**What this task involves:** List every line in this data where the string "collect" occurs.

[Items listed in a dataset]
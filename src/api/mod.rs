//! REST + WebSocket API using Axum
//!
//! Endpoints for the plant dashboard: fleet and unit views, reading
//! ingestion, predictions, alerts, maintenance, aggregate stats, and a
//! WebSocket stream of live notifications. JSON responses use the
//! envelope in [`envelope`].

pub mod envelope;
pub mod handlers;
mod routes;
mod ws;

pub use handlers::ApiState;

use axum::http::{header, Method};
use axum::Router;
use tower_http::compression::CompressionLayer;
use tower_http::cors::CorsLayer;
use tower_http::limit::RequestBodyLimitLayer;
use tower_http::trace::TraceLayer;

use crate::config::defaults;

/// Request bodies are single readings or maintenance tasks
const MAX_BODY_BYTES: usize = 64 * 1024;

/// Build a CORS layer that is restrictive by default (same-origin only).
///
/// Set `PLANTWATCH_CORS_ORIGINS` to a comma-separated list of allowed
/// origins for a dashboard served from elsewhere.
fn build_cors_layer() -> CorsLayer {
    let base = CorsLayer::new()
        .allow_methods([Method::GET, Method::POST])
        .allow_headers([header::CONTENT_TYPE]);
    match std::env::var(defaults::CORS_ORIGINS_ENV) {
        Ok(origins) => {
            let allowed: Vec<_> = origins
                .split(',')
                .filter_map(|o| o.trim().parse().ok())
                .collect();
            tracing::info!(origins = %origins, "CORS: allowing configured origins");
            base.allow_origin(allowed)
        }
        Err(_) => base,
    }
}

/// Create the complete application router.
pub fn create_app(state: ApiState) -> Router {
    routes::api_routes(state)
        .layer(RequestBodyLimitLayer::new(MAX_BODY_BYTES))
        .layer(TraceLayer::new_for_http())
        .layer(CompressionLayer::new())
        .layer(build_cors_layer())
}
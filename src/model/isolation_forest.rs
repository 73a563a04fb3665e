//! Isolation forest outlier scorer.
//!
//! Each tree recursively splits a random sub-sample on a random feature at a
//! uniform point between that feature's min and max. Outliers isolate in
//! fewer splits, so a short average path length means "anomalous":
//!
//! ```text
//! h(x)  = depth of the leaf reached + c(leaf size)
//! c(n)  = 2 (ln(n - 1) + γ) - 2 (n - 1) / n      (c(1) = 0, c(2) = 1)
//! s(x)  = -2 ^ (-mean(h(x)) / c(max_samples))     in [-1, 0)
//! ```
//!
//! Lower `s` is more anomalous. The decision offset is the `contamination`
//! percentile of the training scores; a point is an outlier when `s < offset`.

use rand::rngs::StdRng;
use rand::seq::index;
use rand::{Rng, SeedableRng};
use thiserror::Error;

use crate::types::FEATURE_COUNT;

const EULER_GAMMA: f64 = 0.577_215_664_9;

type Row = [f64; FEATURE_COUNT];

#[derive(Debug, Error, PartialEq)]
pub enum ForestError {
    #[error("need at least 2 training rows, got {0}")]
    InsufficientData(usize),
}

/// Forest hyper-parameters
#[derive(Debug, Clone, Copy, PartialEq)]
pub struct ForestParams {
    pub n_trees: usize,
    /// Sub-sample size per tree, capped at the training set size
    pub max_samples: usize,
    pub contamination: f64,
    /// `None` seeds from entropy
    pub seed: Option<u64>,
}

#[derive(Debug, Clone)]
enum Node {
    Split {
        feature: usize,
        threshold: f64,
        left: usize,
        right: usize,
    },
    Leaf {
        size: usize,
    },
}

/// One isolation tree stored as a node arena; index 0 is the root
#[derive(Debug, Clone)]
struct IsolationTree {
    nodes: Vec<Node>,
}

impl IsolationTree {
    fn build(rows: &[Row], sample: &[usize], max_depth: usize, rng: &mut StdRng) -> Self {
        let mut tree = Self { nodes: Vec::new() };
        tree.grow(rows, sample.to_vec(), 0, max_depth, rng);
        tree
    }

    fn grow(
        &mut self,
        rows: &[Row],
        members: Vec<usize>,
        depth: usize,
        max_depth: usize,
        rng: &mut StdRng,
    ) -> usize {
        let slot = self.nodes.len();
        self.nodes.push(Node::Leaf {
            size: members.len(),
        });

        if depth >= max_depth || members.len() <= 1 {
            return slot;
        }

        // Only features that still vary inside this node can split it
        let candidates: Vec<(usize, f64, f64)> = (0..FEATURE_COUNT)
            .filter_map(|f| {
                let (lo, hi) = members.iter().fold((f64::INFINITY, f64::NEG_INFINITY), |(lo, hi), &i| {
                    (lo.min(rows[i][f]), hi.max(rows[i][f]))
                });
                (hi > lo).then_some((f, lo, hi))
            })
            .collect();
        if candidates.is_empty() {
            return slot;
        }

        let (feature, lo, hi) = candidates[rng.gen_range(0..candidates.len())];
        let threshold = rng.gen_range(lo..hi);
        let (left_members, right_members): (Vec<usize>, Vec<usize>) =
            members.into_iter().partition(|&i| rows[i][feature] <= threshold);

        let left = self.grow(rows, left_members, depth + 1, max_depth, rng);
        let right = self.grow(rows, right_members, depth + 1, max_depth, rng);
        self.nodes[slot] = Node::Split {
            feature,
            threshold,
            left,
            right,
        };
        slot
    }

    fn path_length(&self, row: &Row) -> f64 {
        let mut node = 0;
        let mut depth = 0usize;
        loop {
            match self.nodes[node] {
                Node::Split {
                    feature,
                    threshold,
                    left,
                    right,
                } => {
                    node = if row[feature] <= threshold { left } else { right };
                    depth += 1;
                }
                Node::Leaf { size } => return depth as f64 + average_path_length(size),
            }
        }
    }
}

/// Average path length of an unsuccessful BST search over `n` points
pub fn average_path_length(n: usize) -> f64 {
    match n {
        0 | 1 => 0.0,
        2 => 1.0,
        _ => {
            let n = n as f64;
            2.0 * ((n - 1.0).ln() + EULER_GAMMA) - 2.0 * (n - 1.0) / n
        }
    }
}

/// A fitted forest with its decision offset
#[derive(Debug, Clone)]
pub struct IsolationForest {
    trees: Vec<IsolationTree>,
    sample_size: usize,
    offset: f64,
}

impl IsolationForest {
    pub fn fit(rows: &[Row], params: ForestParams) -> Result<Self, ForestError> {
        if rows.len() < 2 {
            return Err(ForestError::InsufficientData(rows.len()));
        }

        let mut rng = match params.seed {
            Some(seed) => StdRng::seed_from_u64(seed),
            None => StdRng::from_entropy(),
        };

        let sample_size = params.max_samples.clamp(2, rows.len());
        let max_depth = (sample_size as f64).log2().ceil() as usize;

        let trees = (0..params.n_trees.max(1))
            .map(|_| {
                let sample = index::sample(&mut rng, rows.len(), sample_size).into_vec();
                IsolationTree::build(rows, &sample, max_depth, &mut rng)
            })
            .collect();

        let mut forest = Self {
            trees,
            sample_size,
            offset: 0.0,
        };
        let training_scores: Vec<f64> = rows.iter().map(|r| forest.score_sample(r)).collect();
        forest.offset = percentile(&training_scores, params.contamination * 100.0);
        Ok(forest)
    }

    /// Negated anomaly score in [-1, 0); lower is more anomalous
    pub fn score_sample(&self, row: &Row) -> f64 {
        let mean_path = self.trees.iter().map(|t| t.path_length(row)).sum::<f64>()
            / self.trees.len() as f64;
        -(2f64.powf(-mean_path / average_path_length(self.sample_size)))
    }

    /// Scores below this are outliers
    pub fn offset(&self) -> f64 {
        self.offset
    }

    pub fn is_outlier(&self, score: f64) -> bool {
        score < self.offset
    }

    pub fn n_trees(&self) -> usize {
        self.trees.len()
    }
}

/// Percentile with linear interpolation between closest ranks
fn percentile(values: &[f64], pct: f64) -> f64 {
    let mut sorted = values.to_vec();
    sorted.sort_by(f64::total_cmp);
    if sorted.is_empty() {
        return 0.0;
    }
    let rank = (pct / 100.0).clamp(0.0, 1.0) * (sorted.len() - 1) as f64;
    let lower = rank.floor() as usize;
    let upper = rank.ceil() as usize;
    let weight = rank - lower as f64;
    sorted[lower] + (sorted[upper] - sorted[lower]) * weight
}
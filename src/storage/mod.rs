//! PersistenceLayer trait - pluggable storage backend
//!
//! The pipeline and the HTTP surface talk to storage only through this trait:
//! - `SledStore`: durable embedded store (default)
//! - `InMemoryStore`: volatile store for tests and `--memory` runs

mod memory;
mod sled_store;

pub use memory::InMemoryStore;
pub use sled_store::SledStore;

use chrono::{DateTime, Utc};

use crate::types::{
    Alert, AlertId, EquipmentId, EquipmentStatus, EquipmentUnit, FeatureVector, MaintenanceTask,
    Prediction, PredictionId, ReadingId, StoredReading, TelemetrySample,
};

/// Persistence errors
#[derive(Debug, thiserror::Error)]
pub enum PersistenceError {
    #[error("serialization error: {0}")]
    Serialization(String),
    #[error("storage error: {0}")]
    Storage(String),
    #[error("{0} not found")]
    NotFound(String),
}

impl From<serde_json::Error> for PersistenceError {
    fn from(err: serde_json::Error) -> Self {
        PersistenceError::Serialization(err.to_string())
    }
}

impl From<sled::Error> for PersistenceError {
    fn from(err: sled::Error) -> Self {
        PersistenceError::Storage(err.to_string())
    }
}

/// Ids assigned by one `record_anomaly` commit
#[derive(Debug, Clone, Copy, PartialEq, Eq)]
pub struct AnomalyIds {
    pub reading_id: ReadingId,
    pub prediction_id: PredictionId,
    pub alert_id: AlertId,
}

/// Trait for pluggable persistence backends
///
/// Implementations must be thread-safe (Send + Sync) for shared access
/// across async tasks. Listing methods return the most recent record first.
pub trait PersistenceLayer: Send + Sync {
    // ------------------------------------------------------------------
    // Equipment
    // ------------------------------------------------------------------

    /// Insert the units whose ids are not yet stored. Returns how many were added.
    fn seed_equipment(&self, units: &[EquipmentUnit]) -> Result<usize, PersistenceError>;

    /// All units ordered by id
    fn list_equipment(&self) -> Result<Vec<EquipmentUnit>, PersistenceError>;

    fn get_equipment(&self, id: EquipmentId) -> Result<Option<EquipmentUnit>, PersistenceError>;

    /// Mirror a health transition. Unknown ids are `NotFound`.
    fn set_equipment_status(
        &self,
        id: EquipmentId,
        status: EquipmentStatus,
    ) -> Result<(), PersistenceError>;

    // ------------------------------------------------------------------
    // Readings
    // ------------------------------------------------------------------

    fn save_reading(&self, sample: &TelemetrySample) -> Result<ReadingId, PersistenceError>;

    fn recent_readings(
        &self,
        id: EquipmentId,
        limit: usize,
    ) -> Result<Vec<StoredReading>, PersistenceError>;

    /// Feature vectors of the most recent readings, most recent first.
    /// Used to re-seed a cold model after a restart.
    fn load_recent_features(
        &self,
        id: EquipmentId,
        limit: usize,
    ) -> Result<Vec<FeatureVector>, PersistenceError> {
        Ok(self
            .recent_readings(id, limit)?
            .iter()
            .map(|r| r.sample.features())
            .collect())
    }

    // ------------------------------------------------------------------
    // Predictions & alerts
    // ------------------------------------------------------------------

    fn save_prediction(&self, prediction: &Prediction) -> Result<PredictionId, PersistenceError>;

    fn latest_prediction(&self, id: EquipmentId) -> Result<Option<Prediction>, PersistenceError>;

    fn list_predictions(&self, limit: usize) -> Result<Vec<Prediction>, PersistenceError>;

    fn count_predictions_since(&self, since: DateTime<Utc>) -> Result<usize, PersistenceError>;

    fn save_alert(&self, alert: &Alert) -> Result<AlertId, PersistenceError>;

    /// Most recent alerts, optionally filtered on the acknowledged flag
    fn list_alerts(
        &self,
        acknowledged: Option<bool>,
        limit: usize,
    ) -> Result<Vec<Alert>, PersistenceError>;

    /// Set the acknowledged flag. Unknown ids are `NotFound`.
    fn acknowledge_alert(&self, id: AlertId) -> Result<Alert, PersistenceError>;

    /// Unacknowledged alerts, for one unit or across the fleet
    fn count_unacknowledged_alerts(
        &self,
        equipment: Option<EquipmentId>,
    ) -> Result<usize, PersistenceError>;

    /// Commit an anomalous reading together with its prediction, alert and
    /// status change. Backends with transactions override this so the four
    /// writes land together or not at all; the default writes them in order.
    fn record_anomaly(
        &self,
        sample: &TelemetrySample,
        prediction: &Prediction,
        alert: &Alert,
        status: EquipmentStatus,
    ) -> Result<AnomalyIds, PersistenceError> {
        let reading_id = self.save_reading(sample)?;
        let prediction_id = self.save_prediction(prediction)?;
        let alert_id = self.save_alert(alert)?;
        self.set_equipment_status(alert.equipment_id, status)?;
        Ok(AnomalyIds {
            reading_id,
            prediction_id,
            alert_id,
        })
    }

    // ------------------------------------------------------------------
    // Maintenance
    // ------------------------------------------------------------------

    fn create_maintenance_task(
        &self,
        task: &MaintenanceTask,
    ) -> Result<MaintenanceTask, PersistenceError>;

    /// Tasks not yet completed, ordered by scheduled date
    fn list_open_maintenance(&self) -> Result<Vec<MaintenanceTask>, PersistenceError>;

    /// Backend name for logging
    fn backend_name(&self) -> &'static str;
}

#[cfg(test)]
pub(crate) mod test_support {
    use chrono::{Duration, Utc};

    use crate::types::{
        Alert, EquipmentId, Prediction, SensorReading, Severity, TelemetrySample,
        PREDICTION_ANOMALY_DETECTED,
    };

    pub fn sample(equipment_id: EquipmentId, temperature: f64) -> TelemetrySample {
        SensorReading::new(equipment_id, temperature, 3.0, Some(120.0), 85.0, 92.0)
            .validate(Utc::now())
            .unwrap()
    }

    pub fn prediction(equipment_id: EquipmentId) -> Prediction {
        let now = Utc::now();
        Prediction {
            id: 0,
            equipment_id,
            timestamp: now,
            prediction_type: PREDICTION_ANOMALY_DETECTED.to_string(),
            confidence: 70.0,
            predicted_failure_date: now + Duration::days(3),
            recommendation: "Minor deviation detected. Monitor closely.".to_string(),
        }
    }

    pub fn alert(equipment_id: EquipmentId) -> Alert {
        Alert {
            id: 0,
            equipment_id,
            timestamp: Utc::now(),
            severity: Severity::Warning,
            title: "Unit - Anomaly Detected".to_string(),
            description: "AI detected unusual patterns. Minor deviation detected. Monitor closely."
                .to_string(),
            acknowledged: false,
        }
    }
}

**Answer box:**
                .collect();
            .collect();
            .collect();
        let training_scores: Vec<f64> = rows.iter().map(|r| forest.score_sample(r)).collect();
            .collect())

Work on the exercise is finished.